Rate cut, lower fuel prices drive surge in Australian consumer sentiment

Getty/ Marco Di Lauro

Australian consumer sentiment, or lack thereof, is one of the key missing elements in the outlook for domestic growth.

So the release this morning of the Westpac Melbourne Institute Consumer Sentiment index which showed a huge surge of 8% from 93.7 in January to 100.7 in February is the best piece of news for the economy in ages.

Westpac Chief Economist Bill Evans said: “This is a much stronger result than we had expected. It represents the first time since February last year that we have seen a majority (albeit miniscule) of optimists over pessimists. It is also the highest level of the Index since January last year.”

This level is back near the long run average and closes the gap that has been evident for months between the monthly Westpac consumer sentiment index and the weekly ANZ consumer confidence index. That suggests that confidence is indeed around its long run average.

That’s a much healthier outlook for the economy.

Equally, Evans said that:

All five components of the Index increased in February. Views about finances were buoyant with the sub-index tracking assessments of ‘finances vs a year ago’ up 12% and the sub-index tracking expectations for ‘finances, next 12 months’ up 7.6%. The economic outlook also improved sharply with the sub-indexes tracking expectations for ‘economic conditions, next 12 months’ up 10.3%; and ‘economic conditions, next 5 years’ up 13.3%.

The sub-index tracking assessments of “time to buy a major household item” was steadier, up only 0.5%.
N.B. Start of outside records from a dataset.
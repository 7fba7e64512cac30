//! Lead capture and lead-store operations exposed to the CLI.

use super::Gateway;
use crate::markers::LeadMarker;
use outreach_core::{
    context::Turn,
    error::OutreachError,
    lead::{ContactInfo, Lead, LeadFilter, LeadStatus, NewLead},
    Contact,
};
use std::path::Path;
use std::sync::atomic::Ordering;
use tracing::{error, info, warn};

/// Turns included in a lead's conversation summary.
const SUMMARY_TURNS: usize = 6;
/// Characters kept per summarized turn.
const SUMMARY_TURN_CHARS: usize = 80;

/// Render the tail of a conversation as `Customer: …` / `Assistant: …` lines.
pub fn summarize_conversation(turns: &[Turn]) -> String {
    let start = turns.len().saturating_sub(SUMMARY_TURNS);
    turns[start..]
        .iter()
        .map(|turn| {
            let text: String = turn
                .text
                .split_whitespace()
                .collect::<Vec<_>>()
                .join(" ")
                .chars()
                .take(SUMMARY_TURN_CHARS)
                .collect();
            format!("{}: {text}", turn.role.label())
        })
        .collect::<Vec<_>>()
        .join("\n")
}

impl Gateway {
    /// Persist a lead for `contact` from a marker found in a reply.
    ///
    /// Enrichment and persistence failures are logged, never propagated.
    pub(super) async fn capture_lead(&self, contact: &Contact, marker: &LeadMarker) {
        let summary = {
            let state = self.state.lock().await;
            summarize_conversation(&state.conversations.history(contact))
        };
        let info = self.enrich(contact).await;

        let lead = NewLead {
            contact: contact.clone(),
            display_name: info.display_name,
            location_hint: info.location_hint,
            confirmed_product: marker.confirmed_product.clone(),
            conversation_summary: summary,
        };
        match self.store.append_lead(&lead).await {
            Ok(saved) => {
                self.stats.leads_captured.fetch_add(1, Ordering::Relaxed);
                info!(
                    "lead #{} captured for {contact}: {}",
                    saved.id, saved.confirmed_product
                );
            }
            Err(e) => error!("failed to persist lead for {contact}: {e}"),
        }
    }

    /// Look the contact up in the directory; empty fields when absent or failing.
    async fn enrich(&self, contact: &Contact) -> ContactInfo {
        let Some(directory) = &self.directory else {
            return ContactInfo::default();
        };
        match directory.lookup(contact).await {
            Ok(info) => info.unwrap_or_default(),
            Err(e) => {
                warn!("contact lookup failed for {contact}: {e}");
                ContactInfo::default()
            }
        }
    }

    pub async fn list_leads(&self, filter: &LeadFilter) -> Result<Vec<Lead>, OutreachError> {
        self.store.list_leads(filter).await
    }

    /// Set the status of the contact's most recent lead.
    pub async fn update_lead_status(
        &self,
        contact: &Contact,
        status: LeadStatus,
    ) -> Result<Lead, OutreachError> {
        let lead = self.store.update_lead_status(contact, status).await?;
        info!("lead #{} for {contact} is now {status}", lead.id);
        Ok(lead)
    }

    /// Write matching leads to a CSV file. Returns the number of rows written.
    pub async fn export_leads(&self, path: &Path, filter: &LeadFilter) -> Result<usize, OutreachError> {
        let n = self.store.export_leads_csv(path, filter).await?;
        info!("exported {n} leads to {}", path.display());
        Ok(n)
    }
}
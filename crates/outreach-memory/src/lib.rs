//! # outreach-memory
//!
//! Per-contact conversational state and persistent lead storage for Outreach.
//!
//! - [`MessageLedger`]: which inbound message IDs have already been handled
//! - [`ConversationStore`]: capped per-contact transcripts
//! - [`Store`]: SQLite-backed lead table and delivery log
//! - [`CsvDirectory`]: contacts directory used for lead enrichment

pub mod audit;
pub mod conversations;
pub mod directory;
pub mod ledger;
pub mod store;

pub use audit::{DeliveryEntry, DeliveryKind, DeliveryLog, DeliveryStatus};
pub use conversations::ConversationStore;
pub use directory::{read_contact_rows, ContactRow, CsvDirectory};
pub use ledger::MessageLedger;
pub use store::Store;
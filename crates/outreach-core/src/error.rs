use thiserror::Error;

/// Top-level error type for Outreach.
#[derive(Debug, Error)]
pub enum OutreachError {
    /// Error from the messaging transport (send, poll, chat failed to open).
    #[error("transport error: {0}")]
    Transport(String),

    /// Error from the reply generator (timeout, quota, malformed response).
    #[error("responder error: {0}")]
    Responder(String),

    /// Configuration error.
    #[error("config error: {0}")]
    Config(String),

    /// Lead store / delivery log error.
    #[error("store error: {0}")]
    Store(String),

    /// A lookup matched nothing (e.g. lead status update for an unknown contact).
    #[error("not found: {0}")]
    NotFound(String),

    /// A raw phone string that cannot be canonicalized.
    #[error("invalid contact: {0}")]
    InvalidContact(String),

    /// I/O error.
    #[error("io error: {0}")]
    Io(#[from] std::io::Error),

    /// Serialization error.
    #[error("serialization error: {0}")]
    Serialization(#[from] serde_json::Error),
}
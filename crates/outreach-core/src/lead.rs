//! Lead records: confirmed purchase intent extracted from conversations.

use crate::{contact::Contact, error::OutreachError};
use chrono::{DateTime, Utc};
use serde::{Deserialize, Serialize};
use std::fmt;
use std::str::FromStr;

/// Follow-up status of a lead. Mutable after creation.
#[derive(Debug, Clone, Copy, Default, PartialEq, Eq, Hash, Serialize, Deserialize)]
#[serde(rename_all = "lowercase")]
pub enum LeadStatus {
    #[default]
    Pending,
    Contacted,
    Converted,
    Rejected,
}

impl LeadStatus {
    pub const ALL: [LeadStatus; 4] = [
        Self::Pending,
        Self::Contacted,
        Self::Converted,
        Self::Rejected,
    ];

    pub fn as_str(&self) -> &'static str {
        match self {
            Self::Pending => "pending",
            Self::Contacted => "contacted",
            Self::Converted => "converted",
            Self::Rejected => "rejected",
        }
    }
}

impl fmt::Display for LeadStatus {
    fn fmt(&self, f: &mut fmt::Formatter<'_>) -> fmt::Result {
        f.write_str(self.as_str())
    }
}

impl FromStr for LeadStatus {
    type Err = OutreachError;

    fn from_str(s: &str) -> Result<Self, Self::Err> {
        match s.trim().to_ascii_lowercase().as_str() {
            "pending" => Ok(Self::Pending),
            "contacted" => Ok(Self::Contacted),
            "converted" => Ok(Self::Converted),
            "rejected" => Ok(Self::Rejected),
            other => Err(OutreachError::Config(format!(
                "unknown lead status '{other}' (expected pending, contacted, converted, rejected)"
            ))),
        }
    }
}

/// A lead ready to be appended. Status and timestamp are assigned by the store.
#[derive(Debug, Clone, PartialEq, Eq)]
pub struct NewLead {
    pub contact: Contact,
    pub display_name: String,
    pub location_hint: String,
    pub confirmed_product: String,
    pub conversation_summary: String,
}

/// A persisted lead.
#[derive(Debug, Clone, PartialEq, Eq, Serialize, Deserialize)]
pub struct Lead {
    /// Append order; later leads have larger ids.
    pub id: i64,
    /// Processing time of the reply that carried the marker.
    pub timestamp: DateTime<Utc>,
    pub contact: Contact,
    pub display_name: String,
    pub location_hint: String,
    pub confirmed_product: String,
    pub conversation_summary: String,
    pub status: LeadStatus,
}

/// Optional constraints for listing leads.
#[derive(Debug, Clone, Default)]
pub struct LeadFilter {
    pub status: Option<LeadStatus>,
    pub contact: Option<Contact>,
}

impl LeadFilter {
    pub fn matches(&self, lead: &Lead) -> bool {
        self.status.map_or(true, |s| s == lead.status)
            && self.contact.as_ref().map_or(true, |c| *c == lead.contact)
    }
}

/// Enrichment data from an external contacts directory.
#[derive(Debug, Clone, Default, PartialEq, Eq, Serialize, Deserialize)]
pub struct ContactInfo {
    pub display_name: String,
    pub location_hint: String,
}

#[cfg(test)]
mod tests {
    use super::*;

    #[test]
    fn test_status_round_trip_through_str() {
        for status in LeadStatus::ALL {
            assert_eq!(status.as_str().parse::<LeadStatus>().unwrap(), status);
        }
        assert_eq!(
            " Converted ".parse::<LeadStatus>().unwrap(),
            LeadStatus::Converted
        );
        assert!("done".parse::<LeadStatus>().is_err());
    }

    #[test]
    fn test_filter_matches() {
        let lead = Lead {
            id: 1,
            timestamp: Utc::now(),
            contact: Contact::from_canonical("+10000000000"),
            display_name: String::new(),
            location_hint: String::new(),
            confirmed_product: "3-pack".into(),
            conversation_summary: String::new(),
            status: LeadStatus::Pending,
        };
        assert!(LeadFilter::default().matches(&lead));
        assert!(LeadFilter {
            status: Some(LeadStatus::Pending),
            contact: Some(Contact::from_canonical("+10000000000")),
        }
        .matches(&lead));
        assert!(!LeadFilter {
            status: Some(LeadStatus::Converted),
            contact: None,
        }
        .matches(&lead));
    }
}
That’s all good news as is the 1.9% fall in consumers unemployment expectations to 147.8 – a lower number means people are less concerned about losing their jobs.

The surge hasn’t dissuaded Evans from his call for a follow up rate cut from the RBA in March but he notes that Westpac recognises: “a perfectly respectable case can be made for the Bank to pause for a month or two to assess developments in the housing market.” Having said that he still believes that: “February is not the end of this rate cut cycle with another cut extremely likely over the next three months.”

That really will be good for confidence.

NOW WATCH: Money & Markets videos

Want to read a more in-depth view on the trends influencing Australian business and the global economy? BI / Research is designed to help executives and industry leaders understand the major challenges and opportunities for industry, technology, strategy and the economy in the future. Sign up for free at research.businessinsider.com.au.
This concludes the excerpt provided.